## Step 1: Define the symbolic representation of the variables
The variables are 'engineer platoons', 'reconnaissance troops', and 'CBRN platoons', which can be represented symbolically as $x_0$, $x_1$, and $x_2$ respectively.

## Step 2: Convert the natural language description into a symbolic representation
The symbolic representation of the variables is:
- $x_0$ : engineer platoons
- $x_1$ : reconnaissance troops
- $x_2$ : CBRN platoons

## 3: Define the objective function in symbolic notation
The objective function to maximize is $3x_0 + 7x_1 + 6x_2$.

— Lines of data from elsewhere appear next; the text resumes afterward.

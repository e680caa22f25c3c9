// crates/wf_config/src/lib.rs

//! WetFlow Config Layer
//!
//! 配置层，描述一个流域部署：辅助数据文件布局、模型作业参数与本地存储位置。
//!
//! # 模块概览
//!
//! - [`basin`]: BasinConfig 流域配置（JSON 文件）
//! - [`error`]: 配置错误类型

#![warn(missing_docs)]
#![warn(clippy::all)]

pub mod basin;
pub mod error;

// 重导出核心类型
pub use basin::{
    BasinConfig, JobConfig, LayoutConfig, StorageConfig, MODEL_FIRST_YEAR, MODEL_LAST_YEAR,
};
pub use error::ConfigError;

## 4: List the constraints in symbolic notation
The constraints are:
- $4x_0 + 6x_1 + x_2 \geq 40$ (deployment weight of at least 40 metric tons)

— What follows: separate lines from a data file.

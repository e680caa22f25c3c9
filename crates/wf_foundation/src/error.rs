// crates/wf_foundation/src/error.rs

//! 错误处理模块，定义统一错误类型
//!
//! 提供 `WfError` 枚举和 `WfResult` 类型别名，用于分析路径（网格、流向网络、
//! 栅格、水文统计）的错误传递。作业编排层的冲突/未找到错误在 `wf_workflow` 中扩展。
//!
//! # 错误分类
//!
//! - **Validation**: 地理坐标越界、必需字段非数值等输入问题
//! - **Data**: 辅助文件或栅格缺失、截断、结构不一致，或流向遍历超出步数上限
//! - **Io**: 其余底层 IO 失败
//!
//! # 示例
//!
//! ```
//! use wf_foundation::error::{WfError, WfResult, ErrorKind};
//!
//! fn check_lat(lat: f64) -> WfResult<()> {
//!     if lat.abs() > 90.0 {
//!         return Err(WfError::validation(format!("纬度越界: {lat}")));
//!     }
//!     Ok(())
//! }
//!
//! assert_eq!(check_lat(91.0).unwrap_err().kind(), ErrorKind::Validation);
//! ```

use std::path::PathBuf;
use thiserror::Error;

/// 统一结果类型
pub type WfResult<T> = Result<T, WfError>;

/// 错误大类
#[derive(Debug, Clone, Copy, PartialEq, Eq)]
pub enum ErrorKind {
    /// 输入校验失败
    Validation,
    /// 数据文件缺失或不一致
    Data,
    /// 底层 IO 错误
    Io,
}

/// WetFlow 错误类型
#[derive(Error, Debug)]
pub enum WfError {
    // ========================================================================
    // 输入校验
    // ========================================================================

    /// 无效输入
    #[error("无效的输入数据: {message}")]
    Validation {
        /// 说明无效原因
        message: String,
    },

    // ========================================================================
    // 数据错误
    // ========================================================================

    /// 文件不存在
    #[error("文件不存在: {path}")]
    FileNotFound {
        /// 未找到的路径
        path: PathBuf,
    },

    /// 文件解析错误
    #[error("文件解析错误: {file} 第{line}行: {message}")]
    ParseError {
        /// 文件路径
        file: PathBuf,
        /// 行号
        line: usize,
        /// 错误信息
        message: String,
    },

    /// 记录数不匹配
    #[error("记录数不匹配: {name} 期望{expected}, 实际{actual}")]
    SizeMismatch {
        /// 数据名称
        name: String,
        /// 期望大小
        expected: usize,
        /// 实际大小
        actual: usize,
    },

    /// 索引越界
    #[error("索引越界: {index_type} 索引 {index} 超出范围 0..{len}")]
    IndexOutOfRange {
        /// 索引类别描述
        index_type: &'static str,
        /// 访问的索引
        index: i64,
        /// 上界（长度）
        len: usize,
    },

    /// 流向网络遍历未在上限内终止
    #[error("流向网络遍历超过 {limit} 步未终止 (起始单元 {start})")]
    TraversalLimit {
        /// 起始单元
        start: i64,
        /// 步数上限
        limit: usize,
    },

    /// 其他结构性数据错误
    #[error("数据错误: {message}")]
    Data {
        /// 具体错误信息
        message: String,
    },

    // ========================================================================
    // IO
    // ========================================================================

    /// IO 错误
    #[error("IO错误: {message}")]
    Io {
        /// 描述性错误信息
        message: String,
        #[source]
        /// 可选的底层 IO 错误
        source: Option<std::io::Error>,
    },
}

// ========================================================================
// 便捷构造方法
// ========================================================================

impl WfError {
    /// 无效输入
    pub fn validation(message: impl Into<String>) -> Self {
        Self::Validation {
            message: message.into(),
        }
    }

    /// 文件不存在
    pub fn file_not_found(path: impl Into<PathBuf>) -> Self {
        Self::FileNotFound { path: path.into() }
    }

    /// 解析错误
    pub fn parse(file: impl Into<PathBuf>, line: usize, message: impl Into<String>) -> Self {
        Self::ParseError {
            file: file.into(),
            line,
            message: message.into(),
        }
    }

    /// 记录数不匹配
    pub fn size_mismatch(name: impl Into<String>, expected: usize, actual: usize) -> Self {
        Self::SizeMismatch {
            name: name.into(),
            expected,
            actual,
        }
    }

    /// 索引越界
    pub fn index_out_of_range(index_type: &'static str, index: i64, len: usize) -> Self {
        Self::IndexOutOfRange {
            index_type,
            index,
            len,
        }
    }

    /// 数据错误
    pub fn data(message: impl Into<String>) -> Self {
        Self::Data {
            message: message.into(),
        }
    }

    /// IO 错误（带源），附带路径上下文
    pub fn io_at(path: &std::path::Path, source: std::io::Error) -> Self {
        if source.kind() == std::io::ErrorKind::NotFound {
            return Self::file_not_found(path);
        }
        Self::Io {
            message: format!("{}: {}", path.display(), source),
            source: Some(source),
        }
    }

    /// 错误大类
    pub fn kind(&self) -> ErrorKind {
        match self {
            Self::Validation { .. } => ErrorKind::Validation,
            Self::FileNotFound { .. }
            | Self::ParseError { .. }
            | Self::SizeMismatch { .. }
            | Self::IndexOutOfRange { .. }
            | Self::TraversalLimit { .. }
            | Self::Data { .. } => ErrorKind::Data,
            Self::Io { .. } => ErrorKind::Io,
        }
    }

    /// 检查记录数是否匹配
    #[inline]
    pub fn check_size(name: &str, expected: usize, actual: usize) -> WfResult<()> {
        if expected != actual {
            Err(Self::size_mismatch(name, expected, actual))
        } else {
            Ok(())
        }
    }
}

impl From<std::io::Error> for WfError {
    fn from(err: std::io::Error) -> Self {
        Self::Io {
            message: err.to_string(),
            source: Some(err),
        }
    }
}

#[cfg(test)]
mod tests {
    use super::*;
    use std::path::Path;

    #[test]
    fn test_error_display() {
        let err = WfError::size_mismatch("outflw1990.bin", 2003850, 10);
        let msg = err.to_string();
        assert!(msg.contains("outflw1990.bin"));
        assert!(msg.contains("2003850"));
    }

    #[test]
    fn test_error_kind() {
        assert_eq!(WfError::validation("lat").kind(), ErrorKind::Validation);
        assert_eq!(WfError::data("bad").kind(), ErrorKind::Data);
        assert_eq!(
            WfError::TraversalLimit { start: 12, limit: 5491 }.kind(),
            ErrorKind::Data
        );
        assert_eq!(WfError::from(std::io::Error::other("x")).kind(), ErrorKind::Io);
    }

    #[test]
    fn test_io_at_maps_not_found() {
        let io_err = std::io::Error::new(std::io::ErrorKind::NotFound, "gone");
        let err = WfError::io_at(Path::new("/no/such/nextxy.txt"), io_err);
        assert!(matches!(err, WfError::FileNotFound { .. }));
        assert_eq!(err.kind(), ErrorKind::Data);
    }

    #[test]
    fn test_check_size() {
        assert!(WfError::check_size("raster", 10, 10).is_ok());
        assert!(WfError::check_size("raster", 10, 5).is_err());
    }
}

- $12x_0 + 14x_2 \geq 30$ (total combined offensive capability rating from engineer platoons and CBRN platoons)
- $12x_0 + 3x_1 \geq 28$ (total combined offensive capability rating from engineer platoons and reconnaissance troops)
- $12x_0 + 3x_1 + 14x_2 \geq 55$ (total combined offensive capability rating from all)

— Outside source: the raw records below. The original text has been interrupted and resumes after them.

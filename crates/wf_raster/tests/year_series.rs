// crates/wf_raster/tests/year_series.rs

//! 整年栅格序列抽取测试

use std::collections::HashMap;

use wf_foundation::WfError;
use wf_grid::{CellId, CELL_COUNT};
use wf_raster::{patch_grid_cells, read_year_series, Raster};

/// 第 `day` 天偏移 `i` 的值编码为 `day * 10000 + i`
fn year_raster(days: usize) -> Raster {
    let mut values = Vec::with_capacity(CELL_COUNT * days);
    for day in 0..days {
        for i in 0..CELL_COUNT {
            values.push((day * 10_000 + i) as f32);
        }
    }
    Raster::new(values)
}

#[test]
fn test_non_leap_year_series() {
    let dir = tempfile::tempdir().unwrap();
    let path = dir.path().join("outflw1990.bin");
    year_raster(365).write(&path).unwrap();

    let cell = CellId::new(1751);
    let series = read_year_series(&path, cell, 1990, false).unwrap();
    assert_eq!(series.len(), 365);
    assert_eq!(series[0], 1751.0);
    assert_eq!(series[1], 10_000.0 + 1751.0);
}

#[test]
fn test_day_zero_is_cell_mod_count() {
    let dir = tempfile::tempdir().unwrap();
    let path = dir.path().join("outflw1990.bin");
    year_raster(365).write(&path).unwrap();

    let cell = CellId::new(CELL_COUNT as i64 + 7);
    let series = read_year_series(&path, cell, 1990, false).unwrap();
    assert_eq!(series[0], 7.0);
}

#[test]
fn test_clip_applies_to_series() {
    let dir = tempfile::tempdir().unwrap();
    let path = dir.path().join("outflw1990.bin");
    year_raster(365).write(&path).unwrap();

    // 第 10 天起所有值都超过阈值
    let series = read_year_series(&path, CellId::new(1), 1990, true).unwrap();
    assert_eq!(series[9], 90_001.0);
    assert_eq!(series[10], 0.0);
    assert!(series[10..].iter().all(|&v| v == 0.0));
}

#[test]
fn test_leap_year_requires_366_days() {
    let dir = tempfile::tempdir().unwrap();
    let path = dir.path().join("outflw1996.bin");
    year_raster(365).write(&path).unwrap();

    assert!(matches!(
        read_year_series(&path, CellId::new(1), 1996, false),
        Err(WfError::SizeMismatch { .. })
    ));
}

#[test]
fn test_patch_grid_cells() {
    let dir = tempfile::tempdir().unwrap();
    let path = dir.path().join("rivman.bin");
    Raster::filled(CELL_COUNT * 2, 0.03).write(&path).unwrap();

    let mut updates = HashMap::new();
    updates.insert(CellId::new(5), 0.2_f32);
    assert_eq!(patch_grid_cells(&path, &updates).unwrap(), 2);

    let r = Raster::read(&path).unwrap();
    assert_eq!(r.values()[5], 0.2);
    assert_eq!(r.values()[CELL_COUNT + 5], 0.2);
    assert_eq!(r.values()[4], 0.03);
}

- $4x_0 + x_2 \leq 86$ (total combined deployment weight of engineer platoons and CBRN platoons)
- $4x_0 + 6x_1 \leq 89$ (total deployment weight of engineer platoons and reconnaissance troops)
- $4x_0 + 6x_1 + x_2 \leq 97$ (total combined deployment weight of all)
- $3x_1 + 14x_2 \leq 186$ (total combined offensive capability rating from reconnaissance troops and CBRN platoons)
- $12x_0 + 3x_1 + 14x_2 \leq 186$ (total combined offensive capability rating from all)
- $9x_0 + 8x_1 \leq 112$ (total fuel demand of engineer platoons and reconnaissance troops)
- $8x_1 + 2x_2 \leq 155$ (total fuel demand of reconnaissance troops and CBRN platoons)
- $9x_0 + 2x_2 \leq 85$ (total fuel demand of engineer platoons and CBRN platoons)
- $9x_0 + 8x_1 + 2x_2 \leq 85$ (total fuel demand of all)
- $7x_1 + 4x_2 \leq 40$ (total combined mobility rating from reconnaissance troops and CBRN platoons)
- $8x_0 + 7x_1 + 4x_2 \leq 101$ (total combined mobility rating from all)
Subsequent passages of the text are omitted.